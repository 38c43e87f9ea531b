//! Entity instances.
//!
//! An [`Entity`] pairs a declared [`EntityClass`] with its [`InstanceState`].
//! Field access goes through the class's descriptor table; operation
//! builders derive store calls from the state without touching it; the
//! async wrappers execute those calls through a [`RemoteClient`] and
//! reconcile the state from the resource the store returns.

use crate::diff;
use crate::error::{ModelError, ModelResult};
use crate::field::FieldDescriptor;
use crate::path;
use crate::schema::EntityClass;
use crate::state::InstanceState;
use docbind_client::RemoteClient;
use docbind_query::Expr;
use docbind_types::{CLASS_KEY, Document, REF_KEY, Ref, TS_KEY, Timestamp, is_reserved_key};
use serde::Serialize;
use serde::de::DeserializeOwned;
use serde_json::Value;
use std::fmt;
use std::sync::Arc;
use tracing::{debug, warn};

/// One instance of an entity class.
#[derive(Debug, Clone)]
pub struct Entity {
    class: Arc<EntityClass>,
    state: InstanceState,
}

impl Entity {
    /// A new, never persisted instance with no fields set.
    pub fn new(class: Arc<EntityClass>) -> Self {
        Self {
            class,
            state: InstanceState::new(),
        }
    }

    /// A new instance with the given fields set, in order.
    pub fn with_fields<I, K>(class: Arc<EntityClass>, fields: I) -> ModelResult<Self>
    where
        I: IntoIterator<Item = (K, Value)>,
        K: AsRef<str>,
    {
        let mut entity = Self::new(class);
        for (name, value) in fields {
            entity.set(name.as_ref(), value)?;
        }
        Ok(entity)
    }

    /// Wraps a resource already fetched from the store.
    pub fn from_resource(class: Arc<EntityClass>, resource: Value) -> ModelResult<Self> {
        let mut entity = Self::new(class);
        entity.init_from_resource(resource)?;
        Ok(entity)
    }

    pub fn class(&self) -> &Arc<EntityClass> {
        &self.class
    }

    pub fn state(&self) -> &InstanceState {
        &self.state
    }

    /// The last document known to match the store.
    pub fn original(&self) -> &Document {
        self.state.original()
    }

    /// The working document.
    pub fn current(&self) -> &Document {
        self.state.current()
    }

    fn descriptor<'c>(class: &'c EntityClass, name: &str) -> ModelResult<&'c FieldDescriptor> {
        class.field(name).ok_or_else(|| {
            ModelError::InvalidValue(format!("{} has no field {name}", class.name()))
        })
    }

    // ── Field access ─────────────────────────────────────────────

    /// Reads a field.
    ///
    /// Fields without a codec read straight from the working document.
    /// Codec fields return the cached decoded value, decoding and caching
    /// the stored value on first access. A missing stored value reads as
    /// `None` and is not cached.
    pub fn get(&mut self, name: &str) -> ModelResult<Option<Value>> {
        let class = Arc::clone(&self.class);
        let field = Self::descriptor(&class, name)?;

        let Some(codec) = field.codec() else {
            return Ok(path::get(field.path(), self.state.current()).cloned());
        };
        if let Some(cached) = self.state.cached(name) {
            return Ok(Some(cached.clone()));
        }
        let Some(stored) = path::get(field.path(), self.state.current()) else {
            return Ok(None);
        };

        let decoded = codec.decode(stored, self)?;
        self.state.cache_insert(name, decoded.clone());
        Ok(Some(decoded))
    }

    /// Reads a field and deserializes it into `T`.
    pub fn get_as<T: DeserializeOwned>(&mut self, name: &str) -> ModelResult<Option<T>> {
        Ok(self.get(name)?.map(serde_json::from_value).transpose()?)
    }

    /// Writes a field.
    ///
    /// Codec fields cache `value` as given and store its encoded form.
    pub fn set(&mut self, name: &str, value: Value) -> ModelResult<()> {
        let class = Arc::clone(&self.class);
        let field = Self::descriptor(&class, name)?;

        match field.codec() {
            None => path::set(field.path(), value, self.state.current_mut()),
            Some(codec) => {
                let encoded = codec.encode(&value, self)?;
                self.state.cache_insert(name, value);
                path::set(field.path(), encoded, self.state.current_mut());
            }
        }
        Ok(())
    }

    /// Serializes `value` and writes it to a field.
    pub fn set_as<T: Serialize>(&mut self, name: &str, value: T) -> ModelResult<()> {
        self.set(name, serde_json::to_value(value)?)
    }

    // ── Identity ─────────────────────────────────────────────────

    /// True until the instance has been created in, or fetched from, the store.
    pub fn is_new(&self) -> bool {
        !self.state.current().contains_key(REF_KEY)
    }

    /// The instance's identity reference.
    pub fn reference(&self) -> ModelResult<Ref> {
        let value = self.persisted_attribute(REF_KEY)?;
        Ref::from_value(value)
            .ok_or_else(|| ModelError::InvalidValue(format!("malformed ref {value}")))
    }

    /// The time of the instance's last write.
    pub fn modified_at(&self) -> ModelResult<Timestamp> {
        let value = self.persisted_attribute(TS_KEY)?;
        Timestamp::from_value(value)
            .ok_or_else(|| ModelError::InvalidValue(format!("malformed ts {value}")))
    }

    fn persisted_attribute(&self, key: &str) -> ModelResult<&Value> {
        if self.is_new() {
            return Err(ModelError::InvalidQuery(format!(
                "new {} instance has no {key}",
                self.class.name()
            )));
        }
        self.state
            .current()
            .get(key)
            .ok_or_else(|| ModelError::InvalidValue(format!("resource has no {key}")))
    }

    // ── Operations ───────────────────────────────────────────────

    /// The changes a partial update of this instance would carry.
    pub fn update_diff(&self) -> Document {
        diff::update_diff(self.state.original(), self.state.current())
    }

    fn user_attributes(&self) -> Document {
        self.state
            .current()
            .iter()
            .filter(|(key, _)| !is_reserved_key(key))
            .map(|(key, value)| (key.clone(), value.clone()))
            .collect()
    }

    /// Creates this instance with its whole working document.
    pub fn create_op(&self) -> ModelResult<Expr> {
        if !self.is_new() {
            return Err(ModelError::InvalidQuery(format!(
                "{} instance is already persisted",
                self.class.name()
            )));
        }
        Ok(Expr::create(
            self.class.class_ref(),
            Expr::object(self.user_attributes()),
        ))
    }

    /// Applies the changes since the last reconcile as a partial update.
    pub fn update_op(&self) -> ModelResult<Expr> {
        let r = self.reference()?;
        Ok(Expr::update(&r, Expr::object(self.update_diff())))
    }

    /// Overwrites the stored instance with the whole working document.
    pub fn replace_op(&self) -> ModelResult<Expr> {
        let r = self.reference()?;
        Ok(Expr::replace(&r, Expr::object(self.user_attributes())))
    }

    pub fn delete_op(&self) -> ModelResult<Expr> {
        let r = self.reference()?;
        Ok(Expr::delete(&r))
    }

    /// Create for new instances; replace or update otherwise.
    pub fn save_op(&self, replace: bool) -> ModelResult<Expr> {
        if self.is_new() {
            self.create_op()
        } else if replace {
            self.replace_op()
        } else {
            self.update_op()
        }
    }

    // ── Reconciliation ───────────────────────────────────────────

    /// Adopts `resource` as the instance's persisted state.
    ///
    /// The resource must be an object carrying a well-formed `ref` and a
    /// `class` equal to this instance's class reference.
    pub fn init_from_resource(&mut self, resource: Value) -> ModelResult<()> {
        let doc = match resource {
            Value::Object(doc) => doc,
            other => {
                warn!("Rejecting non-object resource for {}: {}", self.class.name(), other);
                return Err(ModelError::InvalidValue(format!(
                    "expected a resource, got {other}"
                )));
            }
        };

        match doc.get(CLASS_KEY).and_then(Ref::from_value) {
            Some(class) if &class == self.class.class_ref() => {}
            Some(class) => {
                warn!("Rejecting {} resource for {}", class, self.class.class_ref());
                return Err(ModelError::InvalidValue(format!(
                    "resource belongs to {class}, expected {}",
                    self.class.class_ref()
                )));
            }
            None => {
                return Err(ModelError::InvalidValue(
                    "resource has no class reference".into(),
                ));
            }
        }
        let Some(r) = doc.get(REF_KEY).and_then(Ref::from_value) else {
            return Err(ModelError::InvalidValue("resource has no ref".into()));
        };

        debug!("Reconciled {} from store", r);
        self.state.reset(doc);
        Ok(())
    }

    // ── Remote ───────────────────────────────────────────────────

    /// Persists the instance: creates it if new, otherwise updates it (or
    /// replaces it when `replace` is set), then adopts the stored resource.
    ///
    /// On failure the instance state is left exactly as it was.
    pub async fn save<C>(&mut self, client: &C, replace: bool) -> ModelResult<()>
    where
        C: RemoteClient + ?Sized,
    {
        let op = self.save_op(replace)?;
        debug!("Saving {} with {}", self, op.operation().unwrap_or("query"));
        let resource = client.query(&op).await?;
        self.init_from_resource(resource)
    }

    /// Deletes the instance from the store, returning the removed resource.
    /// The in-memory state is not modified.
    pub async fn delete<C>(&self, client: &C) -> ModelResult<Value>
    where
        C: RemoteClient + ?Sized,
    {
        let op = self.delete_op()?;
        debug!("Deleting {}", self);
        Ok(client.query(&op).await?)
    }

    /// Fetches the instance at `r`.
    pub async fn fetch<C>(class: Arc<EntityClass>, client: &C, r: &Ref) -> ModelResult<Self>
    where
        C: RemoteClient + ?Sized,
    {
        debug!("Fetching {}", r);
        let resource = client.get(r).await?;
        Self::from_resource(class, resource)
    }

    /// Fetches the instance of `class` with the given id.
    pub async fn fetch_by_id<C>(
        class: Arc<EntityClass>,
        client: &C,
        id: &str,
    ) -> ModelResult<Self>
    where
        C: RemoteClient + ?Sized,
    {
        let r = class.instance_ref(id)?;
        Self::fetch(class, client, &r).await
    }

    /// Builds an instance from `fields` and creates it in the store.
    pub async fn create<C, I, K>(class: Arc<EntityClass>, client: &C, fields: I) -> ModelResult<Self>
    where
        C: RemoteClient + ?Sized,
        I: IntoIterator<Item = (K, Value)>,
        K: AsRef<str>,
    {
        let mut entity = Self::with_fields(class, fields)?;
        entity.save(client, false).await?;
        Ok(entity)
    }

    /// Creates an instance from a raw document, bypassing field
    /// declarations, and wraps the stored resource.
    pub async fn create_from_raw<C>(
        class: Arc<EntityClass>,
        client: &C,
        raw: Value,
    ) -> ModelResult<Self>
    where
        C: RemoteClient + ?Sized,
    {
        let resource = client.post(class.class_ref(), &raw).await?;
        Self::from_resource(class, resource)
    }
}

impl fmt::Display for Entity {
    fn fmt(&self, f: &mut fmt::Formatter<'_>) -> fmt::Result {
        match self.reference() {
            Ok(r) => write!(f, "{}({})", self.class.name(), r),
            Err(_) => write!(f, "{}(<new>)", self.class.name()),
        }
    }
}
---*---
:: DIRECTIONS FOR THIS TASK ::
At the first line of the material above, start reproducing each line exactly, and end with the line that holds "touching it; the", adding nothing.

:: EXERCISE ANSWER ::
repository 38c43e87f9ea531b
//! Entity instances.
//!
//! An [`Entity`] pairs a declared [`EntityClass`] with its [`InstanceState`].
//! Field access goes through the class's descriptor table; operation
//! builders derive store calls from the state without touching it; the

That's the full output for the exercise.